Cada año rebrota la controversia acerca de los recuentos que medios de todo pelaje publican con los mejores discos, libros, cómics o películas.
Se entiende el hartazgo. De un tiempo a esta parte, es imposible asimilar siquiera una parte infinitesimal de esas listas de lo mejor del año que publican los medios, ya sean estos especializados o generalistas, digitales o tradicionales, cabeceras señeras o webzines. Lo que una vez fue tendencia, ahora es omnipresente cantinela. Prácticamente nadie escapa a ello. Y no hay quien digiera tal avalancha de referencias, de números, de posiciones. Que levante la mano quien no tenga su propia lista. Que la levante también quien no lea ninguna.
Hay quienes dicen que el arte no debe entender de competiciones. Que los fríos números no son la herramienta adecuada para trazar una jerarquía entre todos los trabajos que se han editado a lo largo de doce meses. Entre otras cosas, porque cuando hablamos de música popular, lo hacemos también de emociones. Y eso es algo que radica en la subjetividad de cada cual. Y ahí no hay clasificaciones que valgan. Es el imperio de lo relativo. Al menos, así puede ser visto.

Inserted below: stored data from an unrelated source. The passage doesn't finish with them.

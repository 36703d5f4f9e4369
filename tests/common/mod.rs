// tests/common/mod.rs

//! Shared test utilities and helpers for integration tests.
//!
//! Nothing here touches the network: repositories are served from an
//! in-memory [`Transport`] that records every requested URL.

#![allow(dead_code)]

use flate2::write::GzEncoder;
use flate2::Compression;
use repoclosure::hash::{hash_bytes, HashAlgorithm};
use repoclosure::{Error, Result, Transport};
use std::collections::HashMap;
use std::io::{Cursor, Read, Write};
use std::sync::Mutex;

/// Canned response for one URL
#[derive(Clone)]
enum Response {
    Body(Vec<u8>),
    Failure(String),
}

/// In-memory transport; unknown URLs fail like a 404
#[derive(Default)]
pub struct MemoryTransport {
    responses: HashMap<String, Response>,
    requests: Mutex<Vec<String>>,
}

impl MemoryTransport {
    pub fn new() -> Self {
        Self::default()
    }

    pub fn serve(mut self, url: &str, body: impl Into<Vec<u8>>) -> Self {
        self.responses.insert(url.to_string(), Response::Body(body.into()));
        self
    }

    pub fn fail(mut self, url: &str, reason: &str) -> Self {
        self.responses
            .insert(url.to_string(), Response::Failure(reason.to_string()));
        self
    }

    /// Every URL requested so far, in order
    pub fn requests(&self) -> Vec<String> {
        self.requests.lock().unwrap().clone()
    }

    pub fn request_count(&self, url: &str) -> usize {
        self.requests().iter().filter(|u| *u == url).count()
    }
}

impl Transport for MemoryTransport {
    fn get(&self, url: &str) -> Result<Box<dyn Read + Send>> {
        self.requests.lock().unwrap().push(url.to_string());
        match self.responses.get(url) {
            Some(Response::Body(body)) => Ok(Box::new(Cursor::new(body.clone()))),
            Some(Response::Failure(reason)) => Err(Error::Download {
                url: url.to_string(),
                reason: reason.clone(),
            }),
            None => Err(Error::Download {
                url: url.to_string(),
                reason: "HTTP 404 Not Found".to_string(),
            }),
        }
    }
}

pub fn sha256_hex(data: &[u8]) -> String {
    hash_bytes(HashAlgorithm::Sha256, data).value
}

pub fn gzip(data: &[u8]) -> Vec<u8> {
    let mut encoder = GzEncoder::new(Vec::new(), Compression::default());
    encoder.write_all(data).unwrap();
    encoder.finish().unwrap()
}

/// One `<rpm:entry>` as (name, flags, epoch, ver, rel)
#[derive(Debug, Clone, Default)]
pub struct EntryXml {
    pub name: String,
    pub flags: Option<&'static str>,
    pub epoch: Option<String>,
    pub ver: Option<String>,
    pub rel: Option<String>,
}

impl EntryXml {
    pub fn new(name: &str) -> Self {
        Self {
            name: name.to_string(),
            ..Self::default()
        }
    }

    /// `flags` as in repodata (`EQ`, `GE`, ...), `evr` as `[e:]v[-r]`
    pub fn versioned(name: &str, flags: &'static str, evr: &str) -> Self {
        let (epoch, rest) = match evr.split_once(':') {
            Some((e, rest)) => (Some(e.to_string()), rest),
            None => (None, evr),
        };
        let (ver, rel) = match rest.rsplit_once('-') {
            Some((v, r)) => (v.to_string(), Some(r.to_string())),
            None => (rest.to_string(), None),
        };
        Self {
            name: name.to_string(),
            flags: Some(flags),
            epoch,
            ver: Some(ver),
            rel,
        }
    }

    fn to_xml(&self) -> String {
        let mut xml = format!(r#"<rpm:entry name="{}""#, escape(&self.name));
        if let Some(flags) = self.flags {
            xml.push_str(&format!(r#" flags="{}""#, flags));
        }
        if let Some(epoch) = &self.epoch {
            xml.push_str(&format!(r#" epoch="{}""#, epoch));
        }
        if let Some(ver) = &self.ver {
            xml.push_str(&format!(r#" ver="{}""#, ver));
        }
        if let Some(rel) = &self.rel {
            xml.push_str(&format!(r#" rel="{}""#, rel));
        }
        xml.push_str("/>");
        xml
    }
}

fn escape(value: &str) -> String {
    value
        .replace('&', "&amp;")
        .replace('<', "&lt;")
        .replace('>', "&gt;")
        .replace('"', "&quot;")
}

/// Builder for one package in a primary document
#[derive(Debug, Clone)]
pub struct PackageXml {
    pub name: String,
    pub arch: String,
    pub epoch: String,
    pub ver: String,
    pub rel: String,
    pub provides: Vec<EntryXml>,
    pub requires: Vec<EntryXml>,
    pub conflicts: Vec<EntryXml>,
    pub obsoletes: Vec<EntryXml>,
    pub files: Vec<String>,
}

impl PackageXml {
    /// `evr` as `[e:]v-r`
    pub fn new(name: &str, arch: &str, evr: &str) -> Self {
        let (epoch, rest) = evr.split_once(':').unwrap_or(("0", evr));
        let (ver, rel) = rest.rsplit_once('-').unwrap_or((rest, "1"));
        Self {
            name: name.to_string(),
            arch: arch.to_string(),
            epoch: epoch.to_string(),
            ver: ver.to_string(),
            rel: rel.to_string(),
            provides: Vec::new(),
            requires: Vec::new(),
            conflicts: Vec::new(),
            obsoletes: Vec::new(),
            files: Vec::new(),
        }
    }

    pub fn provides(mut self, entry: EntryXml) -> Self {
        self.provides.push(entry);
        self
    }

    pub fn requires(mut self, entry: EntryXml) -> Self {
        self.requires.push(entry);
        self
    }

    pub fn conflicts(mut self, entry: EntryXml) -> Self {
        self.conflicts.push(entry);
        self
    }

    pub fn obsoletes(mut self, entry: EntryXml) -> Self {
        self.obsoletes.push(entry);
        self
    }

    pub fn file(mut self, path: &str) -> Self {
        self.files.push(path.to_string());
        self
    }

    fn to_xml(&self) -> String {
        let mut xml = String::new();
        xml.push_str("<package type=\"rpm\">\n");
        xml.push_str(&format!("  <name>{}</name>\n", escape(&self.name)));
        xml.push_str(&format!("  <arch>{}</arch>\n", self.arch));
        xml.push_str(&format!(
            "  <version epoch=\"{}\" ver=\"{}\" rel=\"{}\"/>\n",
            self.epoch, self.ver, self.rel
        ));
        xml.push_str(&format!(
            "  <checksum type=\"sha256\" pkgid=\"YES\">{}</checksum>\n",
            sha256_hex(self.nevra().as_bytes())
        ));
        xml.push_str(&format!("  <summary>{} package</summary>\n", escape(&self.name)));
        xml.push_str(&format!(
            "  <location href=\"Packages/{}.rpm\"/>\n",
            escape(&self.nevra())
        ));
        xml.push_str("  <format>\n");
        xml.push_str("    <rpm:license>MIT</rpm:license>\n");
        for (tag, entries) in [
            ("provides", &self.provides),
            ("requires", &self.requires),
            ("conflicts", &self.conflicts),
            ("obsoletes", &self.obsoletes),
        ] {
            if entries.is_empty() {
                continue;
            }
            xml.push_str(&format!("    <rpm:{}>\n", tag));
            for entry in entries {
                xml.push_str(&format!("      {}\n", entry.to_xml()));
            }
            xml.push_str(&format!("    </rpm:{}>\n", tag));
        }
        for file in &self.files {
            xml.push_str(&format!("    <file>{}</file>\n", escape(file)));
        }
        xml.push_str("  </format>\n");
        xml.push_str("</package>\n");
        xml
    }

    pub fn nevra(&self) -> String {
        format!("{}-{}-{}.{}", self.name, self.ver, self.rel, self.arch)
    }
}

pub fn primary_xml(packages: &[PackageXml]) -> String {
    let mut xml = format!(
        "<?xml version=\"1.0\" encoding=\"UTF-8\"?>\n<metadata xmlns=\"http://linux.duke.edu/metadata/common\" xmlns:rpm=\"http://linux.duke.edu/metadata/rpm\" packages=\"{}\">\n",
        packages.len()
    );
    for package in packages {
        xml.push_str(&package.to_xml());
    }
    xml.push_str("</metadata>\n");
    xml
}

/// Filelists document from (name, arch, evr, files)
pub fn filelists_xml(packages: &[(&str, &str, &str, &[&str])]) -> String {
    let mut xml = format!(
        "<?xml version=\"1.0\" encoding=\"UTF-8\"?>\n<filelists xmlns=\"http://linux.duke.edu/metadata/filelists\" packages=\"{}\">\n",
        packages.len()
    );
    for (name, arch, evr, files) in packages {
        let (epoch, rest) = evr.split_once(':').unwrap_or(("0", evr));
        let (ver, rel) = rest.rsplit_once('-').unwrap_or((rest, "1"));
        xml.push_str(&format!(
            "<package pkgid=\"x\" name=\"{}\" arch=\"{}\">\n  <version epoch=\"{}\" ver=\"{}\" rel=\"{}\"/>\n",
            name, arch, epoch, ver, rel
        ));
        for file in *files {
            xml.push_str(&format!("  <file>{}</file>\n", escape(file)));
        }
        xml.push_str("</package>\n");
    }
    xml.push_str("</filelists>\n");
    xml
}

/// A typed file entry for a repomd document
pub struct RepomdEntry<'a> {
    pub kind: &'a str,
    pub href: &'a str,
    pub algorithm: &'a str,
    pub checksum: String,
}

impl<'a> RepomdEntry<'a> {
    /// Entry whose sha256 matches `body`
    pub fn for_body(kind: &'a str, href: &'a str, body: &[u8]) -> Self {
        Self {
            kind,
            href,
            algorithm: "sha256",
            checksum: sha256_hex(body),
        }
    }
}

pub fn repomd_xml(entries: &[RepomdEntry<'_>]) -> String {
    let mut xml = String::from(
        "<?xml version=\"1.0\" encoding=\"UTF-8\"?>\n<repomd xmlns=\"http://linux.duke.edu/metadata/repo\" xmlns:rpm=\"http://linux.duke.edu/metadata/rpm\">\n  <revision>1718000000</revision>\n",
    );
    for entry in entries {
        xml.push_str(&format!(
            "  <data type=\"{}\">\n    <checksum type=\"{}\">{}</checksum>\n    <location href=\"{}\"/>\n    <timestamp>1718000000</timestamp>\n  </data>\n",
            entry.kind, entry.algorithm, entry.checksum, entry.href
        ));
    }
    xml.push_str("</repomd>\n");
    xml
}

/// Metalink for repomd.xml with an optional sha256 and (protocol, url) mirrors
pub fn metalink_xml(repomd_sha256: Option<&str>, mirrors: &[(&str, &str)]) -> String {
    let mut xml = String::from(
        "<?xml version=\"1.0\" encoding=\"utf-8\"?>\n<metalink version=\"3.0\" xmlns=\"http://www.metalinker.org/\" type=\"dynamic\">\n <files>\n  <file name=\"repomd.xml\">\n",
    );
    if let Some(digest) = repomd_sha256 {
        xml.push_str(&format!(
            "   <verification>\n    <hash type=\"sha256\">{}</hash>\n   </verification>\n",
            digest
        ));
    }
    xml.push_str("   <resources maxconnections=\"1\">\n");
    for (index, (protocol, url)) in mirrors.iter().enumerate() {
        xml.push_str(&format!(
            "    <url protocol=\"{}\" type=\"{}\" location=\"US\" preference=\"{}\">{}</url>\n",
            protocol,
            protocol,
            100 - index,
            url
        ));
    }
    xml.push_str("   </resources>\n  </file>\n </files>\n</metalink>\n");
    xml
}

/// A complete mirror: gzipped primary + filelists and the repomd indexing them
pub struct MirrorFixture {
    pub repomd: String,
    pub primary: Vec<u8>,
    pub filelists: Vec<u8>,
}

pub const PRIMARY_HREF: &str = "repodata/primary.xml.gz";
pub const FILELISTS_HREF: &str = "repodata/filelists.xml.gz";

impl MirrorFixture {
    pub fn new(packages: &[PackageXml]) -> Self {
        let primary = gzip(primary_xml(packages).as_bytes());
        let filelists = gzip(filelists_xml(&[]).as_bytes());
        let repomd = repomd_xml(&[
            RepomdEntry::for_body("primary", PRIMARY_HREF, &primary),
            RepomdEntry::for_body("filelists", FILELISTS_HREF, &filelists),
        ]);
        Self {
            repomd,
            primary,
            filelists,
        }
    }

    pub fn repomd_sha256(&self) -> String {
        sha256_hex(self.repomd.as_bytes())
    }

    /// Serve this mirror under `base` (with trailing slash)
    pub fn serve(&self, transport: MemoryTransport, base: &str) -> MemoryTransport {
        transport
            .serve(&format!("{}repodata/repomd.xml", base), self.repomd.clone())
            .serve(&format!("{}{}", base, PRIMARY_HREF), self.primary.clone())
            .serve(&format!("{}{}", base, FILELISTS_HREF), self.filelists.clone())
    }
}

Las listas avivan las suspicacias, sobre todo entre aquellos que rara vez las engrosan. Alimentan el ego de quienes sí abultan sus clasificaciones con su obra, y bien que hacen en blandirlas como argumento de calidad. Quienes más agotados están de todo esto, ya claman por hacer una lista de las mejores y peores listas publicadas. La metalista, vaya.
Tampoco escasean los músicos que se revuelven argumentando que lo que habría que hacer es una lista con los mejores y peores periodistas. Incluso hay quien se gana unos cuantos likes cada fin de año, combinando su habitual afán de ave carroñera con el espíritu de Mr. Scrooge, redactando esa lista de los peores discos del año de la que ni siquiera sus autores, músicos de renombre internacional, van a tener el más remoto conocimiento ni interés.
«Las listas avivan las suspicacias, sobre todo entre aquellos que rara vez las engrosan».
Es tan abundante la propia casuística de las listas, su ingente e inabordable taxonomía, que se ha convertido ya en una especie de subgénero periodístico que invita a la compasión. Por quienes tienen que hacerlas, vaya. Y no solo periodístico: es tan fácil que cualquiera puede publicar una aunque carezca de criterio y pluma. Quizá llegue el día en que recemos un réquiem en memoria de las listas de lo mejor de, porque habrán muerto de éxito. O más bien de saturación.
Pero mientras tanto, qué queréis que os digamos: las listas de lo mejor del año siguen siendo una herramienta fácil y muy útil para descubrir aquel disco, aquel libro, aquella película o aquella serie que nos pasó completamente inadvertida en su momento, por la sencilla razón de que es esencialmente imposible llegar a abarcarlo todo en este presente culturalmente hiperestimulado en el que vivimos, en el que (además) cada vez es más fácil elaborar y publicar cualquier obra de la naturaleza que sea.
«Las listas de lo mejor del año siguen siendo una herramienta fácil y muy útil para descubrir aquel disco, aquel libro, aquella película o aquella serie que nos pasó completamente inadvertida en su momento».
Son también eficaces para recordar la importancia que aquel trabajo tuvo en su día, y que o bien no supimos apreciar o bien no logramos conectar emocionalmente con sus claves. Con lo que, si eso fuera así (como en el segundo caso), nunca está de más trabajarnos la empatía con raseros ajenos que puedan ampliar el horizonte de nuestros (pre) juicios.
Las listas, pasatiempo favorito de quienes viven bajo el síndrome de los personajes de Alta Fidelidad (Nick Hornby, 1995), siguen haciendo su trabajo. Solo se trata de digerirlas con mesura y no depositar en ellas la misma confianza que el devoto encomienda a las sagradas escrituras. Que no lo son, por muy nutritivas que resulten. Ni de lejos.